# Recorded information
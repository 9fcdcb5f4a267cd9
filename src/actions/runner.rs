//! Executes a single action command and reports a structured outcome.
//!
//! The runner never raises: spawn failures, non-zero exits and timeouts all
//! surface through [`ActionOutcome`], and the snapshot driver decides what
//! they mean under the binding's mode.

use std::collections::HashMap;
use std::path::{Path, PathBuf};
use std::process::Stdio;
use std::sync::Arc;
use std::time::Duration;

use tokio::io::AsyncReadExt;
use tokio::process::{Child, Command};
use tokio_util::sync::CancellationToken;
use tracing::{debug, warn};

use crate::actions::{ActionCommand, ActionEvent, ActionMode};
use crate::clock::Clock;

/// Upper bound on captured stdout; directives fit well below this.
const MAX_CAPTURED_STDOUT: u64 = 1024 * 1024;

/// The only stdout directive the engine recognizes.
pub const REDIRECT_KEY: &str = "KOPIA_SNAPSHOT_PATH";

/// Structured result of one action invocation.
#[derive(Debug, Clone, Default)]
pub struct ActionOutcome {
    /// Exit disposition after the mode's rules are applied
    pub exit_ok: bool,

    /// The child was still running when its timeout fired
    pub timed_out: bool,

    /// The child was forcibly terminated
    pub killed: bool,

    /// Redirection target printed by the child, if any
    pub redirect_path: Option<PathBuf>,

    /// Wall-clock time spent in the invocation
    pub duration: Duration,
}

/// Everything a child process learns about the attempt.
#[derive(Debug, Clone)]
pub struct ActionContext {
    pub event: ActionEvent,

    /// Unique per attempt, even for repeated snapshots of the same source
    pub snapshot_id: String,

    /// Directory being captured when this action fires
    pub source_path: PathBuf,

    /// Working directory for the child
    pub work_dir: PathBuf,

    /// Additional environment entries
    pub extra_env: HashMap<String, String>,
}

enum Waited {
    Exited(std::io::Result<std::process::ExitStatus>),
    TimedOut,
    Cancelled,
}

/// Runs action commands for one snapshot attempt.
pub struct ActionRunner {
    clock: Arc<dyn Clock>,
    script_dir: PathBuf,
    cancel: CancellationToken,
}

impl ActionRunner {
    /// `script_dir` receives materialized persisted scripts; the driver owns
    /// it for the attempt and removes it on teardown.
    pub fn new(clock: Arc<dyn Clock>, script_dir: PathBuf, cancel: CancellationToken) -> Self {
        Self {
            clock,
            script_dir,
            cancel,
        }
    }

    /// Execute one binding and report its outcome.
    pub async fn run(&self, binding: &ActionCommand, ctx: &ActionContext) -> ActionOutcome {
        let started = self.clock.now();

        let mut command = match self.build_command(binding, ctx) {
            Ok(command) => command,
            Err(reason) => {
                warn!(
                    "{} action for {} could not be prepared: {}",
                    ctx.event,
                    ctx.source_path.display(),
                    reason
                );
                return self.finish(
                    binding.mode,
                    ActionOutcome {
                        duration: self.clock.since(started),
                        ..Default::default()
                    },
                );
            }
        };

        if binding.mode == ActionMode::Async {
            // Spawn and detach: stdout is discarded and the child outlives
            // this call.
            command
                .stdin(Stdio::null())
                .stdout(Stdio::null())
                .stderr(Stdio::null());
            match command.spawn() {
                Ok(_child) => debug!(
                    "{} action for {} detached",
                    ctx.event,
                    ctx.source_path.display()
                ),
                Err(e) => warn!(
                    "{} action for {} failed to start: {}",
                    ctx.event,
                    ctx.source_path.display(),
                    e
                ),
            }
            return ActionOutcome {
                exit_ok: true,
                duration: self.clock.since(started),
                ..Default::default()
            };
        }

        command
            .stdin(Stdio::null())
            .stdout(Stdio::piped())
            .stderr(Stdio::null());

        let mut child = match command.spawn() {
            Ok(child) => child,
            Err(e) => {
                warn!(
                    "{} action for {} failed to start: {}",
                    ctx.event,
                    ctx.source_path.display(),
                    e
                );
                return self.finish(
                    binding.mode,
                    ActionOutcome {
                        duration: self.clock.since(started),
                        ..Default::default()
                    },
                );
            }
        };

        let stdout_task = child.stdout.take().map(|mut out| {
            tokio::spawn(async move {
                let mut buf = Vec::with_capacity(1024);
                let mut limited = (&mut out).take(MAX_CAPTURED_STDOUT);
                let _ = limited.read_to_end(&mut buf).await;
                // Drain past the cap so the child is never blocked on a
                // full pipe.
                let _ = tokio::io::copy(&mut out, &mut tokio::io::sink()).await;
                buf
            })
        });

        let waited = self.wait_bounded(&mut child, binding.effective_timeout()).await;

        let mut outcome = ActionOutcome::default();
        let mut exited = false;

        match waited {
            Waited::Exited(Ok(status)) => {
                exited = true;
                outcome.exit_ok = status.success();
                if !status.success() {
                    warn!(
                        "{} action for {} exited with {}",
                        ctx.event,
                        ctx.source_path.display(),
                        status
                    );
                }
            }
            Waited::Exited(Err(e)) => {
                warn!(
                    "{} action for {} could not be awaited: {}",
                    ctx.event,
                    ctx.source_path.display(),
                    e
                );
            }
            Waited::TimedOut => {
                warn!(
                    "{} action for {} timed out, killing",
                    ctx.event,
                    ctx.source_path.display()
                );
                outcome.timed_out = true;
                outcome.killed = true;
                if let Err(e) = child.kill().await {
                    warn!("failed to kill timed-out action: {}", e);
                }
            }
            Waited::Cancelled => {
                debug!(
                    "{} action for {} cancelled with the attempt",
                    ctx.event,
                    ctx.source_path.display()
                );
                outcome.killed = true;
                if let Err(e) = child.kill().await {
                    warn!("failed to kill cancelled action: {}", e);
                }
            }
        }

        if let Some(task) = stdout_task {
            let stdout = task.await.unwrap_or_default();
            if exited {
                parse_directives(&stdout, &mut outcome);
            }
        }

        outcome.duration = self.clock.since(started);
        self.finish(binding.mode, outcome)
    }

    /// Wait for the child, bounded by the binding's timeout and the
    /// attempt's cancellation signal.
    async fn wait_bounded(&self, child: &mut Child, timeout: Option<Duration>) -> Waited {
        let wait = async {
            match timeout {
                Some(limit) => match tokio::time::timeout(limit, child.wait()).await {
                    Ok(result) => Waited::Exited(result),
                    Err(_) => Waited::TimedOut,
                },
                None => Waited::Exited(child.wait().await),
            }
        };

        tokio::select! {
            waited = wait => waited,
            _ = self.cancel.cancelled() => Waited::Cancelled,
        }
    }

    fn build_command(
        &self,
        binding: &ActionCommand,
        ctx: &ActionContext,
    ) -> std::result::Result<Command, String> {
        let (program, args) = if let Some(body) = &binding.script {
            self.persist_script(body)
                .map_err(|e| format!("persist script: {e}"))?
        } else if let Some(line) = &binding.command {
            let mut parts = line.split_whitespace().map(str::to_string);
            let Some(program) = parts.next() else {
                return Err("empty command".to_string());
            };
            (program, parts.collect())
        } else {
            return Err("binding has neither command nor script".to_string());
        };

        let mut command = Command::new(program);
        command
            .args(args)
            .current_dir(&ctx.work_dir)
            .env("KOPIA_ACTION", ctx.event.as_str())
            .env("KOPIA_SNAPSHOT_ID", &ctx.snapshot_id)
            .env("KOPIA_SOURCE_PATH", &ctx.source_path)
            .env("KOPIA_VERSION", env!("CARGO_PKG_VERSION"));
        for (key, value) in &ctx.extra_env {
            command.env(key, value);
        }
        Ok(command)
    }

    /// Materialize an inline script as an owner-only executable file.
    #[cfg(unix)]
    fn persist_script(&self, body: &str) -> std::io::Result<(String, Vec<String>)> {
        use std::os::unix::fs::PermissionsExt;

        let path = self
            .script_dir
            .join(format!("action-{}.sh", uuid::Uuid::new_v4()));
        let contents = if body.starts_with("#!") {
            body.to_string()
        } else {
            format!("#!/bin/sh\n{body}")
        };
        std::fs::write(&path, contents)?;
        std::fs::set_permissions(&path, std::fs::Permissions::from_mode(0o700))?;
        Ok((path.to_string_lossy().into_owned(), Vec::new()))
    }

    #[cfg(windows)]
    fn persist_script(&self, body: &str) -> std::io::Result<(String, Vec<String>)> {
        let path = self
            .script_dir
            .join(format!("action-{}.cmd", uuid::Uuid::new_v4()));
        std::fs::write(&path, body)?;
        Ok((
            "cmd".to_string(),
            vec!["/c".to_string(), path.to_string_lossy().into_owned()],
        ))
    }

    /// Optional-mode failures are logged and ignored; async never fails.
    fn finish(&self, mode: ActionMode, mut outcome: ActionOutcome) -> ActionOutcome {
        if mode != ActionMode::Essential && !outcome.exit_ok {
            debug!("{} action failure ignored", mode);
            outcome.exit_ok = true;
        }
        outcome
    }

    /// Where persisted scripts for this attempt are materialized.
    pub fn script_dir(&self) -> &Path {
        &self.script_dir
    }
}

/// Scan stdout for `KEY=VALUE` directive lines.
///
/// Only [`REDIRECT_KEY`] is recognized; unknown keys and non-directive
/// lines are ignored without error. No shell-style unescaping is applied.
fn parse_directives(stdout: &[u8], outcome: &mut ActionOutcome) {
    let text = String::from_utf8_lossy(stdout);
    for line in text.lines() {
        let Some((key, value)) = line.split_once('=') else {
            continue;
        };
        match key.trim() {
            REDIRECT_KEY => outcome.redirect_path = Some(PathBuf::from(value.trim())),
            other => debug!("ignoring unknown action directive '{}'", other),
        }
    }
}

# What is needed
The string "write" marks the lines to return from the material. Copy each one.

# Answer
        std::fs::write(&path, contents)?;
        std::fs::write(&path, body)?;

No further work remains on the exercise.